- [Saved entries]

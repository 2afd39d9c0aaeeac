use std::fmt;

/// A condition that a JSON-LD processor must report but must not treat as a
/// fatal error: reserved keyword-like keys, malformed BCP47 language tags,
/// and use of the deprecated pre-1.1 term-coercion keys.
#[derive(Clone, Debug, PartialEq, Eq)]
pub enum Warning {
	/// A key matching the `@[A-Za-z]+` keyword production was encountered
	/// but is not one of the keywords JSON-LD 1.1 defines; it is dropped.
	ReservedKeywordLike(String),

	/// A `@language`/`@direction`-adjacent string was not a well-formed
	/// BCP47 language tag; it is still used verbatim.
	MalformedLanguageTag(String),

	/// One of `@coerce`, `@literal`, `@iri`, `@subject` (JSON-LD 1.0
	/// compatibility keys) was encountered; it is treated as an ordinary
	/// property.
	DeprecatedCompatibilityKey(String),
}

impl fmt::Display for Warning {
	fn fmt(&self, f: &mut fmt::Formatter) -> fmt::Result {
		match self {
			Self::ReservedKeywordLike(k) => write!(f, "reserved keyword-like key `{k}` ignored"),
			Self::MalformedLanguageTag(t) => write!(f, "malformed language tag `{t}`"),
			Self::DeprecatedCompatibilityKey(k) => {
				write!(f, "deprecated JSON-LD 1.0 key `{k}` treated as a property")
			}
		}
	}
}

/// Receives [`Warning`]s raised during processing.
///
/// Implemented by `()`, which silently drops every warning -- the default
/// for library callers that don't care. [`Print`] writes warnings to
/// stderr.
pub trait Handler<W = Warning> {
	fn handle(&mut self, warning: W);
}

impl<W> Handler<W> for () {
	fn handle(&mut self, _warning: W) {}
}

impl<W, H: Handler<W>> Handler<W> for &mut H {
	fn handle(&mut self, warning: W) {
		H::handle(*self, warning)
	}
}

impl<W> Handler<W> for Vec<W> {
	fn handle(&mut self, warning: W) {
		self.push(warning)
	}
}

/// Prints warnings to stderr as they are raised.
pub struct Print;

impl<W: fmt::Display> Handler<W> for Print {
	fn handle(&mut self, warning: W) {
		eprintln!("{warning}")
	}
}

/// Routes warnings through the `log` facade (`log::warn!`) instead of
/// stderr, for callers that already wire up a logger.
pub struct Log;

impl<W: fmt::Display> Handler<W> for Log {
	fn handle(&mut self, warning: W) {
		log::warn!("{warning}")
	}
}
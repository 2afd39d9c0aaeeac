//! IRI Expansion (JSON-LD 1.1 §4.2's "IRI Expansion" routine), used both
//! while expanding term/value strings met outside a term definition
//! (`expand_iri`), and -- through [`expand_iri_with`] -- while a term
//! definition is itself being created, where expanding a dependency may
//! recursively trigger [`super::define`].
use super::merged::Merged;
use super::DefinedTerms;
use crate::{Error, Options, ProcessingStack, Warning, WarningHandler};
use iref::{Iri, IriBuf, IriRef};
use json_ld_core::{Context, Id, Loader, Term};
use json_ld_syntax::{is_keyword_like, CompactIri, Keyword, Nullable};
use rdf_types::BlankId;

/// A value passed to IRI expansion: a keyword literal, or an ordinary
/// string that may be a term, compact IRI, IRI, or IRI reference.
#[derive(Clone, Copy, Debug)]
pub enum Expandable<'a> {
	Keyword(Keyword),
	String(&'a str),
}

impl<'a> From<&'a str> for Expandable<'a> {
	fn from(value: &'a str) -> Self {
		Self::String(value)
	}
}

/// Resolves `iri_ref` against `base_iri`, falling back to requiring it to
/// already be a valid IRI when there is no base.
pub(crate) fn resolve_iri(iri_ref: &IriRef, base_iri: Option<&Iri>) -> Option<IriBuf> {
	match base_iri {
		Some(base) => Some(iri_ref.resolved(base)),
		None => iri_ref.as_iri().map(|iri| iri.to_owned()),
	}
}

/// What to do when a plain (non-prefixed) term would otherwise expand
/// through `@vocab`. Only ever set to something other than `Keep` by the
/// Create Term Definition Algorithm, which must not resolve `@vocab` while
/// expanding a term's own `@id`/`@reverse` value against itself.
#[derive(Debug, Default, Clone, Copy, PartialEq, Eq)]
pub enum Action {
	#[default]
	Keep,
	Drop,
	Reject,
}

#[derive(Debug)]
pub struct RejectVocab;

fn invalid_iri(warnings: &mut impl WarningHandler, value: String) -> Term {
	warnings.handle(Warning::MalformedIri(value.clone()));
	Term::Id(Id::Invalid(value))
}

/// IRI expansion that may recursively define terms found along the way, for
/// use from within the Create Term Definition Algorithm.
///
/// Default values for `document_relative` and `vocab` are `false` and `true`.
#[allow(clippy::too_many_arguments)]
pub async fn expand_iri_with(
	active_context: &mut Context,
	value: Nullable<Expandable<'_>>,
	document_relative: bool,
	vocab: Option<Action>,
	local_context: &Merged<'_>,
	defined: &mut DefinedTerms,
	loader: &impl Loader,
	remote_contexts: ProcessingStack<IriBuf>,
	options: Options,
	warnings: &mut impl WarningHandler,
) -> Result<Option<Term>, Error> {
	match value {
		Nullable::Null => Ok(Some(Term::Null)),
		Nullable::Some(Expandable::Keyword(k)) => Ok(Some(Term::Keyword(k))),
		Nullable::Some(Expandable::String(value)) => {
			if is_keyword_like(value) {
				return Ok(Some(Term::Null));
			}

			// If local context contains an entry for value and it isn't yet
			// defined, define it now: this is how expanding a term's `@id`
			// pulls in its dependencies.
			if local_context.get(value).is_some() {
				Box::pin(super::define::define(
					active_context,
					local_context,
					value,
					defined,
					loader,
					remote_contexts.clone(),
					None,
					false,
					options.with_no_override(),
					warnings,
				))
				.await?;
			}

			if let Some(term_definition) = active_context.get(value) {
				if let Some(mapping) = term_definition.value() {
					if mapping.is_keyword() {
						return Ok(Some(mapping.clone()));
					}
				}

				if vocab.is_some() {
					return match term_definition.value() {
						Some(mapping) => Ok(Some(mapping.clone())),
						None => Ok(Some(Term::Null)),
					};
				}
			}

			if value.find(':').map(|i| i > 0).unwrap_or(false) {
				if let Ok(blank_id) = BlankId::new(value) {
					return Ok(Some(Term::Id(Id::blank(blank_id.to_owned()))));
				}

				if value == "_:" {
					return Ok(Some(Term::Id(Id::Invalid("_:".to_string()))));
				}

				if let Ok(compact_iri) = CompactIri::new(value) {
					Box::pin(super::define::define(
						active_context,
						local_context,
						compact_iri.prefix(),
						defined,
						loader,
						remote_contexts,
						None,
						false,
						options.with_no_override(),
						warnings,
					))
					.await?;

					if let Some(term_definition) = active_context.get(compact_iri.prefix()) {
						if let Some(def) = term_definition.as_normal() {
							if def.prefix {
								if let Some(mapping) = &def.value {
									if let Some(iri) = mapping.as_iri() {
										let mut result = iri.as_str().to_string();
										result.push_str(compact_iri.suffix());
										return Ok(Some(Term::Id(Id::from_string(result))));
									}
								}
							}
						}
					}
				}

				if let Ok(iri) = Iri::new(value) {
					return Ok(Some(Term::Id(Id::iri(iri.to_owned()))));
				}
			}

			if let Some(action) = vocab {
				match active_context.vocabulary() {
					Some(Term::Id(mapping)) => {
						return match action {
							Action::Keep => {
								let mut result = mapping.as_str().to_string();
								result.push_str(value);
								Ok(Some(Term::Id(Id::from_string(result))))
							}
							Action::Drop => Ok(None),
							Action::Reject => Err(Error::ForbiddenVocab),
						};
					}
					Some(_) => return Ok(Some(invalid_iri(warnings, value.to_string()))),
					None => (),
				}
			}

			if document_relative {
				if let Ok(iri_ref) = IriRef::new(value) {
					if let Some(iri) = resolve_iri(iri_ref, active_context.base_iri()) {
						return Ok(Some(Term::from(iri)));
					}
				}
			}

			Ok(Some(invalid_iri(warnings, value.to_string())))
		}
	}
}

/// IRI expansion for use outside of Create Term Definition: `value` is
/// assumed to already have any term definition it needs.
///
/// Default values for `document_relative` and `vocab` are `false` and `true`.
pub fn expand_iri_simple(
	active_context: &Context,
	value: Nullable<Expandable<'_>>,
	document_relative: bool,
	vocab: Option<Action>,
	warnings: &mut impl WarningHandler,
) -> Result<Option<Term>, RejectVocab> {
	match value {
		Nullable::Null => Ok(Some(Term::Null)),
		Nullable::Some(Expandable::Keyword(k)) => Ok(Some(Term::Keyword(k))),
		Nullable::Some(Expandable::String(value)) => {
			if is_keyword_like(value) {
				return Ok(Some(Term::Null));
			}

			if let Some(term_definition) = active_context.get(value) {
				if let Some(mapping) = term_definition.value() {
					if mapping.is_keyword() {
						return Ok(Some(mapping.clone()));
					}
				}

				if vocab.is_some() {
					return match term_definition.value() {
						Some(mapping) => Ok(Some(mapping.clone())),
						None => Ok(Some(Term::Null)),
					};
				}
			}

			if value.find(':').map(|i| i > 0).unwrap_or(false) {
				if let Ok(blank_id) = BlankId::new(value) {
					return Ok(Some(Term::Id(Id::blank(blank_id.to_owned()))));
				}

				if value == "_:" {
					return Ok(Some(Term::Id(Id::Invalid("_:".to_string()))));
				}

				if let Ok(compact_iri) = CompactIri::new(value) {
					if let Some(term_definition) = active_context.get(compact_iri.prefix()) {
						if let Some(def) = term_definition.as_normal() {
							if def.prefix {
								if let Some(mapping) = &def.value {
									if let Some(iri) = mapping.as_iri() {
										let mut result = iri.as_str().to_string();
										result.push_str(compact_iri.suffix());
										return Ok(Some(Term::Id(Id::from_string(result))));
									}
								}
							}
						}
					}
				}

				if let Ok(iri) = Iri::new(value) {
					return Ok(Some(Term::Id(Id::iri(iri.to_owned()))));
				}
			}

			if let Some(action) = vocab {
				match active_context.vocabulary() {
					Some(Term::Id(mapping)) => {
						return match action {
							Action::Keep => {
								let mut result = mapping.as_str().to_string();
								result.push_str(value);
								Ok(Some(Term::Id(Id::from_string(result))))
							}
							Action::Drop => Ok(None),
							Action::Reject => Err(RejectVocab),
						};
					}
					Some(_) => return Ok(Some(invalid_iri(warnings, value.to_string()))),
					None => (),
				}
			}

			if document_relative {
				if let Ok(iri_ref) = IriRef::new(value) {
					if let Some(iri) = resolve_iri(iri_ref, active_context.base_iri()) {
						return Ok(Some(Term::from(iri)));
					}
				}
			}

			Ok(Some(invalid_iri(warnings, value.to_string())))
		}
	}
}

- [TASK OBJECTIVE] Return every line above in which the string "ProcessingStack" occurs.

- [OUTPUT OF THE EXERCISE]
use crate::{Error, Options, ProcessingStack, Warning, WarningHandler};
	remote_contexts: ProcessingStack<IriBuf>,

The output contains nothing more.